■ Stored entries
-- Opening Marker --

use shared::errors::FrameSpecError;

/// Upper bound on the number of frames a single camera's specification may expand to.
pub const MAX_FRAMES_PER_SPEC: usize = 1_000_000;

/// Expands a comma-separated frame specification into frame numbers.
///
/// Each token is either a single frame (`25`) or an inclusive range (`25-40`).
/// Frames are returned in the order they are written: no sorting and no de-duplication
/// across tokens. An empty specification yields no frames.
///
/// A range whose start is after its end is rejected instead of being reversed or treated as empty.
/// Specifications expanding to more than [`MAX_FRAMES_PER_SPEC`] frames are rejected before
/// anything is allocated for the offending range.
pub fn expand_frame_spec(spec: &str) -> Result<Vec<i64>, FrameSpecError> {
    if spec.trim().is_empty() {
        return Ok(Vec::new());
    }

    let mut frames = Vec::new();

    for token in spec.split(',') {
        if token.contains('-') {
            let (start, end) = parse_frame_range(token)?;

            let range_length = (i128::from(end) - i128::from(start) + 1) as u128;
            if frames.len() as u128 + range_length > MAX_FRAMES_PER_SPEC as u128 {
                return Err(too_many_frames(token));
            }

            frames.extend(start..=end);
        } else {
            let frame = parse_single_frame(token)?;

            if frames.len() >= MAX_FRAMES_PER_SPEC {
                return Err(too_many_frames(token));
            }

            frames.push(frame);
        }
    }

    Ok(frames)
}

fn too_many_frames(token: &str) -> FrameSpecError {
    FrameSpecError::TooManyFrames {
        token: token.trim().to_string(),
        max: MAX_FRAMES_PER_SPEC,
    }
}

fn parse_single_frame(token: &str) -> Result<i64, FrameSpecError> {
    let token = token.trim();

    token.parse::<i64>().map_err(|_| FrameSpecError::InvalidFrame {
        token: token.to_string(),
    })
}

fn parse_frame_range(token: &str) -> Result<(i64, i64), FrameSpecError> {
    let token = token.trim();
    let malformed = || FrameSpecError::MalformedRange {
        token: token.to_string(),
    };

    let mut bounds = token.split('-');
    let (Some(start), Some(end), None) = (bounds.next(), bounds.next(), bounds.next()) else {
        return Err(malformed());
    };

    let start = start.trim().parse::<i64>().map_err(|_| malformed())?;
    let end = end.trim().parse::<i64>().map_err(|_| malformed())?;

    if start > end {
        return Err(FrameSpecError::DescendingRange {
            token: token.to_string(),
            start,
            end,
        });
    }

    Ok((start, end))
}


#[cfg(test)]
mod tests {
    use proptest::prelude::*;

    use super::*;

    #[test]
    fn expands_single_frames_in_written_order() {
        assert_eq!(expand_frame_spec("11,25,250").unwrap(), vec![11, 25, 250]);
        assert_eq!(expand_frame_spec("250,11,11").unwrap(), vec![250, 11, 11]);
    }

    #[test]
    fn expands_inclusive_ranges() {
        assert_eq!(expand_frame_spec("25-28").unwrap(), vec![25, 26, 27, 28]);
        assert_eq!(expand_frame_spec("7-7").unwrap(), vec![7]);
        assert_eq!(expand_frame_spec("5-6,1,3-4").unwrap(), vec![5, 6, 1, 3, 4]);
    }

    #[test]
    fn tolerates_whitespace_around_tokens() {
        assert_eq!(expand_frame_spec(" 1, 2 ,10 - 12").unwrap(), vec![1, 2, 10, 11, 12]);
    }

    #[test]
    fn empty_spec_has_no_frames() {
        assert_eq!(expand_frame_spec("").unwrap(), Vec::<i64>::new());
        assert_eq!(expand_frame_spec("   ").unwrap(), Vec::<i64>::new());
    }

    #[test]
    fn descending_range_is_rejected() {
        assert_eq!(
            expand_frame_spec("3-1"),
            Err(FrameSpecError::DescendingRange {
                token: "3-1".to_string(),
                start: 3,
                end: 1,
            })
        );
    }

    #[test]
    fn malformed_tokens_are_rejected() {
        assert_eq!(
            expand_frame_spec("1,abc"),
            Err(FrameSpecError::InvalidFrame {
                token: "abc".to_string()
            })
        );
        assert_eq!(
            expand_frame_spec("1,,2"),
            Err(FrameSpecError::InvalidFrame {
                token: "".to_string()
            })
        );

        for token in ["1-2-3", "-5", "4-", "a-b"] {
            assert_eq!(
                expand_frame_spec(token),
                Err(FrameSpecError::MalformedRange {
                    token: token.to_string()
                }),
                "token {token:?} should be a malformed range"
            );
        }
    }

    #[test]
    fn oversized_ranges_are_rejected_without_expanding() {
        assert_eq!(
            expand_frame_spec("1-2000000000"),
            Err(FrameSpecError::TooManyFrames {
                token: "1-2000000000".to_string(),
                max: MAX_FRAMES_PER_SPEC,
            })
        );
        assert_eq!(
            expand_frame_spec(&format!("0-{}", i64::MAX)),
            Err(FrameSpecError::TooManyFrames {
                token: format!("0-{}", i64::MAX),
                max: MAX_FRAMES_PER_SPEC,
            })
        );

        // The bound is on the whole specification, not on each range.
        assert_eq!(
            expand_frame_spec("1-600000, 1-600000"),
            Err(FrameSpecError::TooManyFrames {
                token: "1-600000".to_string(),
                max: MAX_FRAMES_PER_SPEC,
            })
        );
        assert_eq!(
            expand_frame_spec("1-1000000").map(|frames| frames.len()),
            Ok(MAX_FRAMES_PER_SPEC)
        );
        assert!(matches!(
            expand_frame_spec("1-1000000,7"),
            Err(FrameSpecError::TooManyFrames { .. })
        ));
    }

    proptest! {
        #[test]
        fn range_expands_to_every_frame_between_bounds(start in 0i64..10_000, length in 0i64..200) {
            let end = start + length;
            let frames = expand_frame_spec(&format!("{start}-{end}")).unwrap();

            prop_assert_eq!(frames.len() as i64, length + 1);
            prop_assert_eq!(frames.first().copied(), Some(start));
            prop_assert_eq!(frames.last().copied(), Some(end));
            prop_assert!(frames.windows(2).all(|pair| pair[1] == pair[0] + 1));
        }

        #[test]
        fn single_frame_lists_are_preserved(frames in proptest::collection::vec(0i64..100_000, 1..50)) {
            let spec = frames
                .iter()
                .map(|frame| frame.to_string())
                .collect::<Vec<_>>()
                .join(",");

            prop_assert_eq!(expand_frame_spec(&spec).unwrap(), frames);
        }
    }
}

-- Closing Marker --

■ What you will do
All records shown above are to be repeated exactly.

■ Solution to the exercise
use shared::errors::FrameSpecError;

/// Upper bound on the number of frames a single camera's specification may expand to.
pub const MAX_FRAMES_PER_SPEC: usize = 1_000_000;

/// Expands a comma-separated frame specification into frame numbers.
///
/// Each token is either a single frame (`25`) or an inclusive range (`25-40`).
/// Frames are returned in the order they are written: no sorting and no de-duplication
/// across tokens. An empty specification yields no frames.
///
/// A range whose start is after its end is rejected instead of being reversed or treated as empty.
/// Specifications expanding to more than [`MAX_FRAMES_PER_SPEC`] frames are rejected before
/// anything is allocated for the offending range.
pub fn expand_frame_spec(spec: &str) -> Result<Vec<i64>, FrameSpecError> {
    if spec.trim().is_empty() {
        return Ok(Vec::new());
    }

    let mut frames = Vec::new();

    for token in spec.split(',') {
        if token.contains('-') {
            let (start, end) = parse_frame_range(token)?;

            let range_length = (i128::from(end) - i128::from(start) + 1) as u128;
            if frames.len() as u128 + range_length > MAX_FRAMES_PER_SPEC as u128 {
                return Err(too_many_frames(token));
            }

            frames.extend(start..=end);
        } else {
            let frame = parse_single_frame(token)?;

            if frames.len() >= MAX_FRAMES_PER_SPEC {
                return Err(too_many_frames(token));
            }

            frames.push(frame);
        }
    }

    Ok(frames)
}

fn too_many_frames(token: &str) -> FrameSpecError {
    FrameSpecError::TooManyFrames {
        token: token.trim().to_string(),
        max: MAX_FRAMES_PER_SPEC,
    }
}

fn parse_single_frame(token: &str) -> Result<i64, FrameSpecError> {
    let token = token.trim();

    token.parse::<i64>().map_err(|_| FrameSpecError::InvalidFrame {
        token: token.to_string(),
    })
}

fn parse_frame_range(token: &str) -> Result<(i64, i64), FrameSpecError> {
    let token = token.trim();
    let malformed = || FrameSpecError::MalformedRange {
        token: token.to_string(),
    };

    let mut bounds = token.split('-');
    let (Some(start), Some(end), None) = (bounds.next(), bounds.next(), bounds.next()) else {
        return Err(malformed());
    };

    let start = start.trim().parse::<i64>().map_err(|_| malformed())?;
    let end = end.trim().parse::<i64>().map_err(|_| malformed())?;

    if start > end {
        return Err(FrameSpecError::DescendingRange {
            token: token.to_string(),
            start,
            end,
        });
    }

    Ok((start, end))
}


#[cfg(test)]
mod tests {
    use proptest::prelude::*;

    use super::*;

    #[test]
    fn expands_single_frames_in_written_order() {
        assert_eq!(expand_frame_spec("11,25,250").unwrap(), vec![11, 25, 250]);
        assert_eq!(expand_frame_spec("250,11,11").unwrap(), vec![250, 11, 11]);
    }

    #[test]
    fn expands_inclusive_ranges() {
        assert_eq!(expand_frame_spec("25-28").unwrap(), vec![25, 26, 27, 28]);
        assert_eq!(expand_frame_spec("7-7").unwrap(), vec![7]);
        assert_eq!(expand_frame_spec("5-6,1,3-4").unwrap(), vec![5, 6, 1, 3, 4]);
    }

    #[test]
    fn tolerates_whitespace_around_tokens() {
        assert_eq!(expand_frame_spec(" 1, 2 ,10 - 12").unwrap(), vec![1, 2, 10, 11, 12]);
    }

    #[test]
    fn empty_spec_has_no_frames() {
        assert_eq!(expand_frame_spec("").unwrap(), Vec::<i64>::new());
        assert_eq!(expand_frame_spec("   ").unwrap(), Vec::<i64>::new());
    }

    #[test]
    fn descending_range_is_rejected() {
        assert_eq!(
            expand_frame_spec("3-1"),
            Err(FrameSpecError::DescendingRange {
                token: "3-1".to_string(),
                start: 3,
                end: 1,
            })
        );
    }

    #[test]
    fn malformed_tokens_are_rejected() {
        assert_eq!(
            expand_frame_spec("1,abc"),
            Err(FrameSpecError::InvalidFrame {
                token: "abc".to_string()
            })
        );
        assert_eq!(
            expand_frame_spec("1,,2"),
            Err(FrameSpecError::InvalidFrame {
                token: "".to_string()
            })
        );

        for token in ["1-2-3", "-5", "4-", "a-b"] {
            assert_eq!(
                expand_frame_spec(token),
                Err(FrameSpecError::MalformedRange {
                    token: token.to_string()
                }),
                "token {token:?} should be a malformed range"
            );
        }
    }

    #[test]
    fn oversized_ranges_are_rejected_without_expanding() {
        assert_eq!(
            expand_frame_spec("1-2000000000"),
            Err(FrameSpecError::TooManyFrames {
                token: "1-2000000000".to_string(),
                max: MAX_FRAMES_PER_SPEC,
            })
        );
        assert_eq!(
            expand_frame_spec(&format!("0-{}", i64::MAX)),
            Err(FrameSpecError::TooManyFrames {
                token: format!("0-{}", i64::MAX),
                max: MAX_FRAMES_PER_SPEC,
            })
        );

        // The bound is on the whole specification, not on each range.
        assert_eq!(
            expand_frame_spec("1-600000, 1-600000"),
            Err(FrameSpecError::TooManyFrames {
                token: "1-600000".to_string(),
                max: MAX_FRAMES_PER_SPEC,
            })
        );
        assert_eq!(
            expand_frame_spec("1-1000000").map(|frames| frames.len()),
            Ok(MAX_FRAMES_PER_SPEC)
        );
        assert!(matches!(
            expand_frame_spec("1-1000000,7"),
            Err(FrameSpecError::TooManyFrames { .. })
        ));
    }

    proptest! {
        #[test]
        fn range_expands_to_every_frame_between_bounds(start in 0i64..10_000, length in 0i64..200) {
            let end = start + length;
            let frames = expand_frame_spec(&format!("{start}-{end}")).unwrap();

            prop_assert_eq!(frames.len() as i64, length + 1);
            prop_assert_eq!(frames.first().copied(), Some(start));
            prop_assert_eq!(frames.last().copied(), Some(end));
            prop_assert!(frames.windows(2).all(|pair| pair[1] == pair[0] + 1));
        }

        #[test]
        fn single_frame_lists_are_preserved(frames in proptest::collection::vec(0i64..100_000, 1..50)) {
            let spec = frames
                .iter()
                .map(|frame| frame.to_string())
                .collect::<Vec<_>>()
                .join(",");

            prop_assert_eq!(expand_frame_spec(&spec).unwrap(), frames);
        }
    }
}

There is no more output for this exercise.